§ **EXERCISE BRIEF**
Where does the word "seconds" occur in the entries below? Copy every line that has it.

=== Section Start ===

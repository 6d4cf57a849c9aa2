//! Signup form state.
//!
//! The UI layer owns a `FormState` and feeds it events. Every transition
//! takes the current state and returns the next one; the presentation layer
//! only renders what it gets back.

use crate::form::notification::Notification;
use crate::password::{self, StrengthReport};
use crate::registration::phone;
use crate::registration::{FormValidator, RegistrationInput, ValidRegistration};
use crate::submission::{Redirect, SubmissionError, SubmissionReceipt};
use crate::types::SignupConfig;
use chrono::{DateTime, Utc};
use log::{debug, warn};
use std::time::Duration;

pub const SUBMIT_LABEL: &str = "Complete Registration";
pub const SUBMITTING_LABEL: &str = "Creating Your Account...";

/// The submit button
#[derive(Debug, Clone, PartialEq, Eq)]
pub struct SubmitControl {
    pub label: &'static str,
    pub disabled: bool,
}

impl SubmitControl {
    fn ready() -> Self {
        Self {
            label: SUBMIT_LABEL,
            disabled: false,
        }
    }

    fn busy() -> Self {
        Self {
            label: SUBMITTING_LABEL,
            disabled: true,
        }
    }
}

#[derive(Debug, Clone, PartialEq)]
pub struct FormState {
    /// Live strength indicator for the password field
    pub strength: StrengthReport,
    /// Formatted phone field value
    pub phone: String,
    /// Formatted emergency contact field value
    pub emergency_contact: String,
    pub submit: SubmitControl,
    pub notification: Option<Notification>,
    /// Set once the registration succeeded
    pub redirect: Option<Redirect>,
    error_dismiss_after: Duration,
}

impl FormState {
    pub fn new(config: &SignupConfig) -> Self {
        Self {
            strength: StrengthReport::default(),
            phone: String::new(),
            emergency_contact: String::new(),
            submit: SubmitControl::ready(),
            notification: None,
            redirect: None,
            error_dismiss_after: config.error_dismiss_after,
        }
    }

    pub fn is_submitting(&self) -> bool {
        self.submit.disabled
    }

    pub fn on_password_input(self, value: &str) -> Self {
        Self {
            strength: password::score(value),
            ..self
        }
    }

    pub fn on_phone_input(self, raw: &str) -> Self {
        Self {
            phone: phone::format(raw),
            ..self
        }
    }

    pub fn on_emergency_input(self, raw: &str) -> Self {
        Self {
            emergency_contact: phone::format(raw),
            ..self
        }
    }

    /// Validate the form and, if it passes, lock the submit control.
    ///
    /// Returns the record to hand to the submission service, or `None` when
    /// validation failed or a submission is already pending.
    pub fn begin_submission(
        self,
        validator: &FormValidator,
        input: &RegistrationInput,
        now: DateTime<Utc>,
    ) -> (Self, Option<ValidRegistration>) {
        if self.is_submitting() {
            warn!("Submit ignored: a registration is already pending");
            return (self, None);
        }

        match validator.validate(input) {
            Ok(registration) => {
                debug!("Form valid, submitting");
                let state = Self {
                    submit: SubmitControl::busy(),
                    notification: None,
                    ..self
                };
                (state, Some(registration))
            },
            Err(e) => {
                let notification = Notification::error(e.to_string(), now, self.error_dismiss_after);
                let state = Self {
                    notification: Some(notification),
                    ..self
                };
                (state, None)
            },
        }
    }

    /// Apply the gateway's answer
    pub fn finish_submission(
        self,
        result: &Result<SubmissionReceipt, SubmissionError>,
        now: DateTime<Utc>,
    ) -> Self {
        match result {
            Ok(receipt) => Self {
                submit: SubmitControl::ready(),
                notification: Some(Notification::success(receipt.welcome_message.clone())),
                redirect: Some(receipt.redirect.clone()),
                ..self
            },
            // Another submission still owns the control
            Err(e) if !e.is_resubmittable() => self,
            Err(e) => {
                let notification = Notification::error(e.to_string(), now, self.error_dismiss_after);
                Self {
                    submit: SubmitControl::ready(),
                    notification: Some(notification),
                    ..self
                }
            },
        }
    }

    /// Drop error banners whose display time has passed
    pub fn expire_notifications(self, now: DateTime<Utc>) -> Self {
        let expired = self.notification.as_ref().is_some_and(|n| n.is_expired(now));
        if expired {
            Self {
                notification: None,
                ..self
            }
        } else {
            self
        }
    }
}

#[cfg(test)]
mod tests {
    use super::*;
    use crate::password::StrengthLabel;
    use crate::registration::FixedClock;
    use chrono::{NaiveDate, TimeDelta, TimeZone};
    use std::sync::Arc;
    use uuid::Uuid;

    fn now() -> DateTime<Utc> {
        Utc.with_ymd_and_hms(2024, 6, 15, 10, 0, 0).unwrap()
    }

    fn validator() -> FormValidator {
        FormValidator::new(Arc::new(FixedClock::new(now())))
    }

    fn state() -> FormState {
        FormState::new(&SignupConfig::default())
    }

    fn input() -> RegistrationInput {
        RegistrationInput {
            first_name: "Grace".into(),
            last_name: "Hopper".into(),
            email: "grace@example.com".into(),
            phone: "(123) 456-7890".into(),
            dob: "1980-12-09".into(),
            gender: "female".into(),
            emergency_contact: "(123) 456-7891".into(),
            address: "1 Harbor Rd".into(),
            city: "Arlington".into(),
            zip: "22201".into(),
            password: "Abcdef123!".into(),
            confirm_password: "Abcdef123!".into(),
            terms_accepted: true,
            ..RegistrationInput::default()
        }
    }

    fn receipt() -> SubmissionReceipt {
        SubmissionReceipt {
            submission_id: Uuid::new_v4(),
            first_name: "Grace".into(),
            registered_at: now(),
            welcome_message: "Welcome to MediCare, Grace!".into(),
            redirect: Redirect {
                target: "login.html".into(),
                after: Duration::from_secs(2),
            },
        }
    }

    #[test]
    fn test_live_inputs() {
        let state = state()
            .on_password_input("Abcdefghij1!")
            .on_phone_input("1234567890")
            .on_emergency_input("12345");

        assert_eq!(state.strength.label, Some(StrengthLabel::Strong));
        assert_eq!(state.phone, "(123) 456-7890");
        assert_eq!(state.emergency_contact, "(123) 45");

        let state = state.on_password_input("");
        assert_eq!(state.strength.label_text(), "");
    }

    #[test]
    fn test_valid_submission_locks_control() {
        let (state, record) = state().begin_submission(&validator(), &input(), now());

        assert!(record.is_some());
        assert!(state.is_submitting());
        assert_eq!(state.submit.label, SUBMITTING_LABEL);
        assert!(state.notification.is_none());
    }

    #[test]
    fn test_second_submit_ignored_while_pending() {
        let (state, _) = state().begin_submission(&validator(), &input(), now());
        let (state, record) = state.begin_submission(&validator(), &input(), now());

        assert!(record.is_none());
        assert!(state.is_submitting());
    }

    #[test]
    fn test_invalid_submission_shows_error() {
        let bad = RegistrationInput {
            terms_accepted: false,
            ..input()
        };
        let (state, record) = state().begin_submission(&validator(), &bad, now());

        assert!(record.is_none());
        assert!(!state.is_submitting());
        let notification = state.notification.clone().unwrap();
        assert!(notification.is_error());
        assert_eq!(
            notification.message,
            "You must accept the Terms of Service and Privacy Policy"
        );

        let state = state.expire_notifications(now() + TimeDelta::seconds(5));
        assert!(state.notification.is_some());
        let state = state.expire_notifications(now() + TimeDelta::seconds(6));
        assert!(state.notification.is_none());
    }

    #[test]
    fn test_success_persists_and_redirects() {
        let (state, _) = state().begin_submission(&validator(), &input(), now());
        let state = state.finish_submission(&Ok(receipt()), now());

        assert!(!state.is_submitting());
        assert_eq!(state.submit.label, SUBMIT_LABEL);
        assert_eq!(state.redirect.as_ref().map(|r| r.target.as_str()), Some("login.html"));

        let state = state.expire_notifications(now() + TimeDelta::hours(1));
        assert_eq!(
            state.notification.map(|n| n.display_text()),
            Some("✅ Welcome to MediCare, Grace!".to_string())
        );
    }

    #[test]
    fn test_rejection_reenables_control() {
        let (state, _) = state().begin_submission(&validator(), &input(), now());
        let state = state
            .finish_submission(&Err(SubmissionError::Rejected("Email already registered".into())), now());

        assert!(!state.is_submitting());
        assert!(state.redirect.is_none());
        assert_eq!(
            state.notification.map(|n| n.display_text()),
            Some("❌ Email already registered".to_string())
        );
    }

    #[test]
    fn test_in_flight_refusal_keeps_control_locked() {
        let (state, _) = state().begin_submission(&validator(), &input(), now());
        let state = state.finish_submission(&Err(SubmissionError::AlreadyInFlight), now());

        assert!(state.is_submitting());
        assert!(state.notification.is_none());
    }

    #[test]
    fn test_underage_birth_date() {
        let young = RegistrationInput {
            dob: NaiveDate::from_ymd_opt(2011, 6, 16).unwrap().format("%Y-%m-%d").to_string(),
            ..input()
        };
        let (state, record) = state().begin_submission(&validator(), &young, now());

        assert!(record.is_none());
        assert_eq!(
            state.notification.map(|n| n.message),
            Some("You must be at least 13 years old to register".to_string())
        );
    }
}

=== Section End ===

§ **WRITTEN RESPONSE**
        let state = state.expire_notifications(now() + TimeDelta::seconds(5));
        let state = state.expire_notifications(now() + TimeDelta::seconds(6));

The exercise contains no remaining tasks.